The Metropolitan Police’s Cyber Crime Unit was called in to investigate, and the company continues with its internal one. So far, they have discovered that the cyber attack was directed only against the company’s website and not their core systems, that TalkTalk My Account passwords have not been accessed.

“We can confirm that we do not store complete credit card details on the website; any credit card details that may have been accessed had a series of numbers hidden and therefore are not usable for financial transactions eg 0123 45xx xxxx 6789,” they shared in a statement published on Sunday.

“We now expect the amount of financial information that may have been accessed to be materially lower than initially believed and would on its own not enable a criminal to take money from your account.”

“There is a risk, however, that criminals may seek to use some accessed data for identity fraud,” they noted, and advised: “If you are contacted by anyone asking you for personal data or passwords (such as for your bank account), please take all steps to check the true identity of the organization.”

Affected customers, who have been notified either via email or letter, are also advised to change their account passwords despite the fact that they haven’t been compromised, and to do the same on any other accounts for which they used the same password.

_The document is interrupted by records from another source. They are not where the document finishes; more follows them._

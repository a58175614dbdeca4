//! Accepted query inputs and the top-level translation entry point.

use serde::{Deserialize, Serialize};

use crate::Document;
use crate::dsl::{Expr, parse_clauses, parse_expression, parse_groups};
use crate::error::QueryError;
use crate::translate::Translator;

/// A query in one of its accepted shapes.
///
/// Deserializes from a JSON/YAML string, a list of clauses, or a list of
/// clause lists.
#[derive(Debug, Clone, PartialEq, Deserialize, Serialize)]
#[serde(untagged)]
pub enum QueryInput {
    /// `"a > 3 and b = 'x' or c type string"`
    Text(String),
    /// `[["a > 3", "b = 'x'"], ["c type string"]]`: groups ORed, clauses ANDed
    Groups(Vec<Vec<Clause>>),
    /// `["a > 3", {"tags": {"$all": ["x"]}}]`: all clauses ANDed
    Clauses(Vec<Clause>),
}

/// One element of list input.
#[derive(Debug, Clone, PartialEq, Deserialize, Serialize)]
#[serde(untagged)]
pub enum Clause {
    /// Parsed with the DSL grammar
    Text(String),
    /// Pre-built document, passed through unchanged
    Fragment(Document),
}

impl QueryInput {
    /// Parse into an expression tree. Empty input yields `None`.
    pub fn parse(&self) -> Result<Option<Expr>, QueryError> {
        match self {
            QueryInput::Text(text) if text.trim().is_empty() => Ok(None),
            QueryInput::Text(text) => parse_expression(text).map(Some),
            QueryInput::Groups(groups) => parse_groups(groups),
            QueryInput::Clauses(clauses) => parse_clauses(clauses),
        }
    }
}

impl From<&str> for QueryInput {
    fn from(text: &str) -> Self {
        QueryInput::Text(text.to_string())
    }
}

impl From<String> for QueryInput {
    fn from(text: String) -> Self {
        QueryInput::Text(text)
    }
}

impl From<Vec<Clause>> for QueryInput {
    fn from(clauses: Vec<Clause>) -> Self {
        QueryInput::Clauses(clauses)
    }
}

impl From<Vec<Vec<Clause>>> for QueryInput {
    fn from(groups: Vec<Vec<Clause>>) -> Self {
        QueryInput::Groups(groups)
    }
}

impl From<&str> for Clause {
    fn from(text: &str) -> Self {
        Clause::Text(text.to_string())
    }
}

impl From<Document> for Clause {
    fn from(doc: Document) -> Self {
        Clause::Fragment(doc)
    }
}

/// Translate a query into a MongoDB filter document with default options.
///
/// ```
/// let doc = smoq::to_query_document("a > 0 and b = 'x'").unwrap();
/// assert_eq!(
///     serde_json::Value::Object(doc),
///     serde_json::json!({"a": {"$gt": 0}, "b": "x"})
/// );
/// ```
pub fn to_query_document(input: impl Into<QueryInput>) -> Result<Document, QueryError> {
    Translator::default().translate_query(&input.into())
}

According to the BBC, TalkTalk CEO Dido Harding confirmed that she received an email demanding a ransom for the stolen information, but that she can’t know for sure whether the email is genuine.

Cyber security consultant Adrian Culley says that a Russian Islamist group announced online that they were responsible for the hack but, again, it’s still unknown whether that claim is true.

According to Brian Krebs’ sources, the email received by Harding contained a request for £80,000 (around $122,000) in exchange for not publishing or selling the stolen data.

“A source close to the investigation who spoke on condition of anonymity told KrebsOnSecurity that the hacker group who demanded the £80,000 ransom provided TalkTalk with copies of the tables from its user database as evidence of the breach. The database in question, the source said, appears related to at least 400,000 people who have recently undergone credit checks for new service with the company,” says Krebs, who also says that a seller on a Deep Web black market has announced he will be offering data stolen from TalkTalk for sale.

Finally, the same source told him that the attackers executed a SQL injection to get at the data, and performed simultaneously a DoS attack against the company’s website in order to hide the theft.

“The majority of companies are still flying blind when it comes to data security, because 60 percent still think that it doesn’t affect them. The truth is, it’s no longer just a conversation for banks and governments, recent hacks and data breaches show that anyone and everyone is a potential victim,” Phil Barnet, VP of Global Sales at Good Technology, commented the breach.

“Data is a company’s bigger asset, but despite stories of data breaches constantly hitting the headlines, many companies still haven’t got to grips with how the protect their most valuable asset in this new world order of mobile devices and cloud-based access. This security challenge isn’t going anywhere and companies really need to address a new Monday’s in order to solve it.”